§ Records from a dataset:
···

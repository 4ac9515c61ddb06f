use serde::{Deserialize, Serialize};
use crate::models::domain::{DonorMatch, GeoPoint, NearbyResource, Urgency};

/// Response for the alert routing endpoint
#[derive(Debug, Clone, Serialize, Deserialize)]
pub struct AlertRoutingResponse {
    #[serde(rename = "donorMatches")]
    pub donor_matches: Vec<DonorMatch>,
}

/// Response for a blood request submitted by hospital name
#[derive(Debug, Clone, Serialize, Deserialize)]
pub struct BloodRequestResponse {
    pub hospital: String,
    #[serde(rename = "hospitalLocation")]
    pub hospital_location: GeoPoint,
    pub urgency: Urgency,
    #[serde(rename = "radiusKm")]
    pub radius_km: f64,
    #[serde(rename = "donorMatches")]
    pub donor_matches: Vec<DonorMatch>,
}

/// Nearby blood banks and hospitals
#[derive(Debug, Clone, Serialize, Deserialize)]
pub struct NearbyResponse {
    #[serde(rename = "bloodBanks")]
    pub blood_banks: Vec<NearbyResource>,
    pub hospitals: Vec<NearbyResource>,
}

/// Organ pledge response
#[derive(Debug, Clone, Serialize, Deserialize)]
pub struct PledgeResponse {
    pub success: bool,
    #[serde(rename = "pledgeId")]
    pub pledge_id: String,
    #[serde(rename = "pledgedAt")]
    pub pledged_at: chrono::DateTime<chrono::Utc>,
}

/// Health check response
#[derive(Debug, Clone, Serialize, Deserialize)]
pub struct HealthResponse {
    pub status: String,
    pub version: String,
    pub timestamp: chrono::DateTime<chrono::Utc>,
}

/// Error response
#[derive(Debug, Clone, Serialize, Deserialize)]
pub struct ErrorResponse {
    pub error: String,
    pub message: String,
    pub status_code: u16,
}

···

Verbatim reproduction of the entries is required.

repository 4ac9515c61ddb06f
use serde::{Deserialize, Serialize};
use crate::models::domain::{DonorMatch, GeoPoint, NearbyResource, Urgency};

/// Response for the alert routing endpoint
#[derive(Debug, Clone, Serialize, Deserialize)]
pub struct AlertRoutingResponse {
    #[serde(rename = "donorMatches")]
    pub donor_matches: Vec<DonorMatch>,
}

/// Response for a blood request submitted by hospital name
#[derive(Debug, Clone, Serialize, Deserialize)]
pub struct BloodRequestResponse {
    pub hospital: String,
    #[serde(rename = "hospitalLocation")]
    pub hospital_location: GeoPoint,
    pub urgency: Urgency,
    #[serde(rename = "radiusKm")]
    pub radius_km: f64,
    #[serde(rename = "donorMatches")]
    pub donor_matches: Vec<DonorMatch>,
}

/// Nearby blood banks and hospitals
#[derive(Debug, Clone, Serialize, Deserialize)]
pub struct NearbyResponse {
    #[serde(rename = "bloodBanks")]
    pub blood_banks: Vec<NearbyResource>,
    pub hospitals: Vec<NearbyResource>,
}

/// Organ pledge response
#[derive(Debug, Clone, Serialize, Deserialize)]
pub struct PledgeResponse {
    pub success: bool,
    #[serde(rename = "pledgeId")]
    pub pledge_id: String,
    #[serde(rename = "pledgedAt")]
    pub pledged_at: chrono::DateTime<chrono::Utc>,
}

/// Health check response
#[derive(Debug, Clone, Serialize, Deserialize)]
pub struct HealthResponse {
    pub status: String,
    pub version: String,
    pub timestamp: chrono::DateTime<chrono::Utc>,
}

/// Error response
#[derive(Debug, Clone, Serialize, Deserialize)]
pub struct ErrorResponse {
    pub error: String,
    pub message: String,
    pub status_code: u16,
}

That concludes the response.